During the 18th century, an attempt was made to construct a 'New Harbour', popularly known as Smeaton's Harbour, to solve the persistent problem of silting of the medieval port. After legislation – in the form of the Rye Harbour Act 1720, Dover Harbour Act 1722, and Rye Harbour Act 1723 – was passed to enable the works, construction started in 1723. John Smeaton, the "father of civil engineering," was brought in as a consultant in 1763 to try to fix existing structural and financial failures The Rye Harbour Commission largely ignored his advice, and his full proposals were never executed. The Rye Harbour Act 1762 and Rye Harbour Act 1778 were passed to continue the work.

After 63 years of intermittent work, the new harbour finally opened for use in June 1787. It was abandoned four months later, in November 1787; it was formally abandoned by the Rye Harbour Act 1797, and focus shifted back to the old harbour. Three further acts of Parliament were passed in the 19th century to discharge the debts of the failed project, and provide for effective management and maintenance of the harbour – the Rye Harbour Act 1801, the Rye Harbour Act 1830 and the Rye Harbour Act 1833. In more recent times, the Harbour of Rye Revision Order 1976 (SI 1976/855) has provided powers for managing the harbour. The Rye Harbour Commissioners were disbanded in 1932, with their responsibilities as harbour authority being taken over Rother and Jury's Gut Catchment Board. The catchment board were succeeded in turn by the Kent River Board in 1948, the Kent River Authority in 1965, the Southern Water Authority in 1974, the National Rivers Authority in 1989, and then the Environment Agency in 1996.

Since 1803, lifeboats have been stationed at Rye although the lifeboat station is now at Rye Harbour about 2 mi downriver from the town.

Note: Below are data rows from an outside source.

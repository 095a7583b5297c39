//! Comparers produced by resolution (rules 2 to 5).

use super::{Comparer, InvocationOrder, Strategy};
use crate::config::SearchConfig;
use crate::search::{scan, sequence};
use crate::span::{self, BitComparable, bits};
use std::any::Any;
use std::fmt;

/// Byte-level comparer for identical bit-comparable element types.
///
/// Single-byte element types are searched with `memchr` once the haystack
/// reaches `byte_scan_min_len` bytes, and equal-length buffers are
/// compared as one byte range. Below the thresholds, or with the fast path
/// disabled, it answers through the unrolled engines with identical results.
#[derive(Debug, Clone, Copy, PartialEq, Eq)]
pub struct Bitwise {
    config: SearchConfig,
}

impl Bitwise {
    /// Create a bitwise comparer tuned by `config`.
    pub const fn new(config: SearchConfig) -> Self {
        Self { config }
    }

    /// The configuration in effect
    pub const fn config(&self) -> &SearchConfig {
        &self.config
    }

    #[inline]
    fn memchr_byte<T: BitComparable>(&self, source: &[T], value: &T) -> Option<u8> {
        if self.config.bitwise_fast_path && source.len() >= self.config.byte_scan_min_len {
            bits::single_byte(value)
        } else {
            None
        }
    }
}

impl Default for Bitwise {
    fn default() -> Self {
        Self::new(SearchConfig::DEFAULT)
    }
}

impl<T: BitComparable> Comparer<T, T> for Bitwise {
    #[inline]
    fn equals(&mut self, source: &T, value: &T) -> bool {
        source == value
    }

    fn strategy(&self) -> Strategy {
        Strategy::Bitwise
    }

    fn find_first(&mut self, source: &[T], value: &T) -> Option<usize> {
        match self.memchr_byte(source, value) {
            Some(byte) => memchr::memchr(byte, span::as_bytes(source)),
            None => scan::scan_forward(source, value, self),
        }
    }

    fn find_last(&mut self, source: &[T], value: &T) -> Option<usize> {
        match self.memchr_byte(source, value) {
            Some(byte) => memchr::memrchr(byte, span::as_bytes(source)),
            None => scan::scan_backward(source, value, self),
        }
    }

    fn all_equal(&mut self, source: &[T], values: &[T]) -> bool {
        if source.len() != values.len() {
            return false;
        }
        if self.config.bitwise_fast_path && source.len() >= self.config.byte_compare_min_len {
            return span::as_bytes(source) == span::as_bytes(values);
        }
        sequence::equal_elementwise(source, values, self)
    }
}

/// `value == source`, through `V: PartialEq<S>`.
#[derive(Debug, Clone, Copy, Default, PartialEq, Eq)]
pub struct ValueEquality;

impl<S, V> Comparer<S, V> for ValueEquality
where
    V: PartialEq<S>,
{
    #[inline]
    fn equals(&mut self, source: &S, value: &V) -> bool {
        value == source
    }

    fn strategy(&self) -> Strategy {
        Strategy::ValueEquality
    }

    fn order(&self) -> InvocationOrder {
        InvocationOrder::ValueFirst
    }
}

/// `source == value`, through `S: PartialEq<V>`.
#[derive(Debug, Clone, Copy, Default, PartialEq, Eq)]
pub struct SourceEquality;

impl<S, V> Comparer<S, V> for SourceEquality
where
    S: PartialEq<V>,
{
    #[inline]
    fn equals(&mut self, source: &S, value: &V) -> bool {
        source == value
    }

    fn strategy(&self) -> Strategy {
        Strategy::SourceEquality
    }
}

/// Fallback equality for pairs with no equality relation of their own.
///
/// The value only matches when it is, at runtime, of the source type, in
/// which case the source type's own `==` decides.
#[derive(Debug, Clone, Copy, Default, PartialEq, Eq)]
pub struct GenericEquality;

/// Source-typed equality after a runtime type check of the value.
#[inline]
pub(crate) fn generic_equals<S, V>(source: &S, value: &V) -> bool
where
    S: PartialEq + 'static,
    V: 'static,
{
    (value as &dyn Any)
        .downcast_ref::<S>()
        .is_some_and(|value| source == value)
}

impl<S, V> Comparer<S, V> for GenericEquality
where
    S: PartialEq + 'static,
    V: 'static,
{
    #[inline]
    fn equals(&mut self, source: &S, value: &V) -> bool {
        generic_equals(source, value)
    }

    fn strategy(&self) -> Strategy {
        Strategy::Generic
    }
}

/// Comparer chosen at compile time by [`span_eq!`](crate::span_eq).
///
/// Holds the selected equality as a function pointer together with the rule
/// and invocation order that produced it.
pub struct Resolved<S, V> {
    strategy: Strategy,
    order: InvocationOrder,
    eq: fn(&S, &V) -> bool,
}

impl<S, V> Resolved<S, V> {
    /// Bundle an equality function with its provenance.
    pub const fn new(strategy: Strategy, order: InvocationOrder, eq: fn(&S, &V) -> bool) -> Self {
        Self { strategy, order, eq }
    }
}

impl<S, V> Clone for Resolved<S, V> {
    fn clone(&self) -> Self {
        *self
    }
}

impl<S, V> Copy for Resolved<S, V> {}

impl<S, V> fmt::Debug for Resolved<S, V> {
    fn fmt(&self, f: &mut fmt::Formatter<'_>) -> fmt::Result {
        f.debug_struct("Resolved")
            .field("strategy", &self.strategy)
            .field("order", &self.order)
            .finish()
    }
}

impl<S, V> Comparer<S, V> for Resolved<S, V> {
    #[inline]
    fn equals(&mut self, source: &S, value: &V) -> bool {
        (self.eq)(source, value)
    }

    fn strategy(&self) -> Strategy {
        self.strategy
    }

    fn order(&self) -> InvocationOrder {
        self.order
    }
}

The worst disaster in RNLI history concerning a single vessel, and in the 20th century, occurred in 1928, when the lifeboat Mary Stanford sank with all hands; 17 men were drowned. The incident is recorded by a tablet at Winchelsea church, by the imposing memorial at Rye Harbour Church and by the folk song "The Mary Stanford of Rye". A new Mary Stanford was commissioned by the RNLI two years later, and stationed at Ballycotton on the coast of Ireland. Since 2010, the RNLI has operated an Atlantic 85-class inshore lifeboat at Rye Harbour.

Between 1696 and 1948, six ships of the Royal Navy have borne the name .

During the 1803–1805 Napoleonic invasion threat, Rye, Dover, and Chatham were regarded as the three most likely invasion ports, and Rye became the western command centre for the Royal Military Canal. The canal was planned from Pett Level to Hythe, but was not completed until long after the threat had passed.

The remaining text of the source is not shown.